=== Data for processing ===
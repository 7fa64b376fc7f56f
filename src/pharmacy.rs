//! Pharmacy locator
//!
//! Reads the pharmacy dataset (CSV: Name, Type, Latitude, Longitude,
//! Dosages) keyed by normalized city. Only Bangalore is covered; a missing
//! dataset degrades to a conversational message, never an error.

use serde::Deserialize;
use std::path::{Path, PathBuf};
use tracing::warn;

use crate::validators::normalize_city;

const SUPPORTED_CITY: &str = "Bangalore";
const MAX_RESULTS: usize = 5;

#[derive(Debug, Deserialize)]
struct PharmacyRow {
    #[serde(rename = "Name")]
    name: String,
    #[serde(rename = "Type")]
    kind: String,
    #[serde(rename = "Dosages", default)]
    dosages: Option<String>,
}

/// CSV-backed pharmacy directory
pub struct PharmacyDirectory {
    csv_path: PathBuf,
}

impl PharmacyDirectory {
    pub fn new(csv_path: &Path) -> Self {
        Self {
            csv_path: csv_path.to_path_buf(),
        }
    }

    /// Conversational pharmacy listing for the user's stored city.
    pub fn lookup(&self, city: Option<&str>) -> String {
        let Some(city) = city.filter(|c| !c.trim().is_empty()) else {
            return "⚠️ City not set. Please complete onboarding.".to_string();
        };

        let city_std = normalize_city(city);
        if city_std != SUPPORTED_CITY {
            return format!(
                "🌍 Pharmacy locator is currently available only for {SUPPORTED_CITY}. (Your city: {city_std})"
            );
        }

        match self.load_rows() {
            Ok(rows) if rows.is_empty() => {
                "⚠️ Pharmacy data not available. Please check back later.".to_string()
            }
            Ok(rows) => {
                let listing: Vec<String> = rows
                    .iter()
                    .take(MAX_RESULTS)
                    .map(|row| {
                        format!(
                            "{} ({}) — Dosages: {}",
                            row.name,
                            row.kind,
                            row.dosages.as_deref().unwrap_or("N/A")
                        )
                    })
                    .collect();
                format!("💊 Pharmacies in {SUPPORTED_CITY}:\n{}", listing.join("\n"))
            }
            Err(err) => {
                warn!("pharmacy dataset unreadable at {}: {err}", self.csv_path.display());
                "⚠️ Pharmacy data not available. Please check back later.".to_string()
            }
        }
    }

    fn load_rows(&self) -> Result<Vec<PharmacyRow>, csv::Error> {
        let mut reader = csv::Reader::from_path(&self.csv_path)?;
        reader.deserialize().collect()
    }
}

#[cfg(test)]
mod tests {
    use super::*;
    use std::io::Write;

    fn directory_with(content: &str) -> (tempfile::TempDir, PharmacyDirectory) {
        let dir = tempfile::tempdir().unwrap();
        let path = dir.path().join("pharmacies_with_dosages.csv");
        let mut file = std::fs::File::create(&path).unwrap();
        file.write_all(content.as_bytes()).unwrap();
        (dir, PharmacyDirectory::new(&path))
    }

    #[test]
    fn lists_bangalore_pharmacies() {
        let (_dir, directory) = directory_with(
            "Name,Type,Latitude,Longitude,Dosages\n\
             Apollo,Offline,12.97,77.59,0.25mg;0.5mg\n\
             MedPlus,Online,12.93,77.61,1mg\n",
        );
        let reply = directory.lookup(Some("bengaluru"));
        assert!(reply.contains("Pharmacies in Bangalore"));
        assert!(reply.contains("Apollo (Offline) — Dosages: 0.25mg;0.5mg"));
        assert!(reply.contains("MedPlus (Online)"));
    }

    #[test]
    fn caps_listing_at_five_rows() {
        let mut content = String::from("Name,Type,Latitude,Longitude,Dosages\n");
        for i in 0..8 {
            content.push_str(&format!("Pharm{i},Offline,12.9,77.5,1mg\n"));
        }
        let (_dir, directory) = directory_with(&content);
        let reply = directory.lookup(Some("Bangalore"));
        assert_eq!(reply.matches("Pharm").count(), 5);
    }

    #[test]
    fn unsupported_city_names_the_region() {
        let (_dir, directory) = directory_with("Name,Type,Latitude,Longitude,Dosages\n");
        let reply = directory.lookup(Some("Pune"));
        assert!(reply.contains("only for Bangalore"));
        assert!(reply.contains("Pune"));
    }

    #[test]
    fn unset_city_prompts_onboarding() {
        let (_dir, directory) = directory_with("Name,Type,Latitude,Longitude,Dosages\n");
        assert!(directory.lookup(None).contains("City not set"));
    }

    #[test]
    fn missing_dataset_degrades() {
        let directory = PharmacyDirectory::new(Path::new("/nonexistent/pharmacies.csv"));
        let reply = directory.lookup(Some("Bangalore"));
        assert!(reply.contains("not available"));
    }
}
===
Your response needs to restate the lines above exactly.

repository 7fa64b376fc7f56f
filename src/pharmacy.rs
//! Pharmacy locator
//!
//! Reads the pharmacy dataset (CSV: Name, Type, Latitude, Longitude,
//! Dosages) keyed by normalized city. Only Bangalore is covered; a missing
//! dataset degrades to a conversational message, never an error.

use serde::Deserialize;
use std::path::{Path, PathBuf};
use tracing::warn;

use crate::validators::normalize_city;

const SUPPORTED_CITY: &str = "Bangalore";
const MAX_RESULTS: usize = 5;

#[derive(Debug, Deserialize)]
struct PharmacyRow {
    #[serde(rename = "Name")]
    name: String,
    #[serde(rename = "Type")]
    kind: String,
    #[serde(rename = "Dosages", default)]
    dosages: Option<String>,
}

/// CSV-backed pharmacy directory
pub struct PharmacyDirectory {
    csv_path: PathBuf,
}

impl PharmacyDirectory {
    pub fn new(csv_path: &Path) -> Self {
        Self {
            csv_path: csv_path.to_path_buf(),
        }
    }

    /// Conversational pharmacy listing for the user's stored city.
    pub fn lookup(&self, city: Option<&str>) -> String {
        let Some(city) = city.filter(|c| !c.trim().is_empty()) else {
            return "⚠️ City not set. Please complete onboarding.".to_string();
        };

        let city_std = normalize_city(city);
        if city_std != SUPPORTED_CITY {
            return format!(
                "🌍 Pharmacy locator is currently available only for {SUPPORTED_CITY}. (Your city: {city_std})"
            );
        }

        match self.load_rows() {
            Ok(rows) if rows.is_empty() => {
                "⚠️ Pharmacy data not available. Please check back later.".to_string()
            }
            Ok(rows) => {
                let listing: Vec<String> = rows
                    .iter()
                    .take(MAX_RESULTS)
                    .map(|row| {
                        format!(
                            "{} ({}) — Dosages: {}",
                            row.name,
                            row.kind,
                            row.dosages.as_deref().unwrap_or("N/A")
                        )
                    })
                    .collect();
                format!("💊 Pharmacies in {SUPPORTED_CITY}:\n{}", listing.join("\n"))
            }
            Err(err) => {
                warn!("pharmacy dataset unreadable at {}: {err}", self.csv_path.display());
                "⚠️ Pharmacy data not available. Please check back later.".to_string()
            }
        }
    }

    fn load_rows(&self) -> Result<Vec<PharmacyRow>, csv::Error> {
        let mut reader = csv::Reader::from_path(&self.csv_path)?;
        reader.deserialize().collect()
    }
}

#[cfg(test)]
mod tests {
    use super::*;
    use std::io::Write;

    fn directory_with(content: &str) -> (tempfile::TempDir, PharmacyDirectory) {
        let dir = tempfile::tempdir().unwrap();
        let path = dir.path().join("pharmacies_with_dosages.csv");
        let mut file = std::fs::File::create(&path).unwrap();
        file.write_all(content.as_bytes()).unwrap();
        (dir, PharmacyDirectory::new(&path))
    }

    #[test]
    fn lists_bangalore_pharmacies() {
        let (_dir, directory) = directory_with(
            "Name,Type,Latitude,Longitude,Dosages\n\
             Apollo,Offline,12.97,77.59,0.25mg;0.5mg\n\
             MedPlus,Online,12.93,77.61,1mg\n",
        );
        let reply = directory.lookup(Some("bengaluru"));
        assert!(reply.contains("Pharmacies in Bangalore"));
        assert!(reply.contains("Apollo (Offline) — Dosages: 0.25mg;0.5mg"));
        assert!(reply.contains("MedPlus (Online)"));
    }

    #[test]
    fn caps_listing_at_five_rows() {
        let mut content = String::from("Name,Type,Latitude,Longitude,Dosages\n");
        for i in 0..8 {
            content.push_str(&format!("Pharm{i},Offline,12.9,77.5,1mg\n"));
        }
        let (_dir, directory) = directory_with(&content);
        let reply = directory.lookup(Some("Bangalore"));
        assert_eq!(reply.matches("Pharm").count(), 5);
    }

    #[test]
    fn unsupported_city_names_the_region() {
        let (_dir, directory) = directory_with("Name,Type,Latitude,Longitude,Dosages\n");
        let reply = directory.lookup(Some("Pune"));
        assert!(reply.contains("only for Bangalore"));
        assert!(reply.contains("Pune"));
    }

    #[test]
    fn unset_city_prompts_onboarding() {
        let (_dir, directory) = directory_with("Name,Type,Latitude,Longitude,Dosages\n");
        assert!(directory.lookup(None).contains("City not set"));
    }

    #[test]
    fn missing_dataset_degrades() {
        let directory = PharmacyDirectory::new(Path::new("/nonexistent/pharmacies.csv"));
        let reply = directory.lookup(Some("Bangalore"));
        assert!(reply.contains("not available"));
    }
}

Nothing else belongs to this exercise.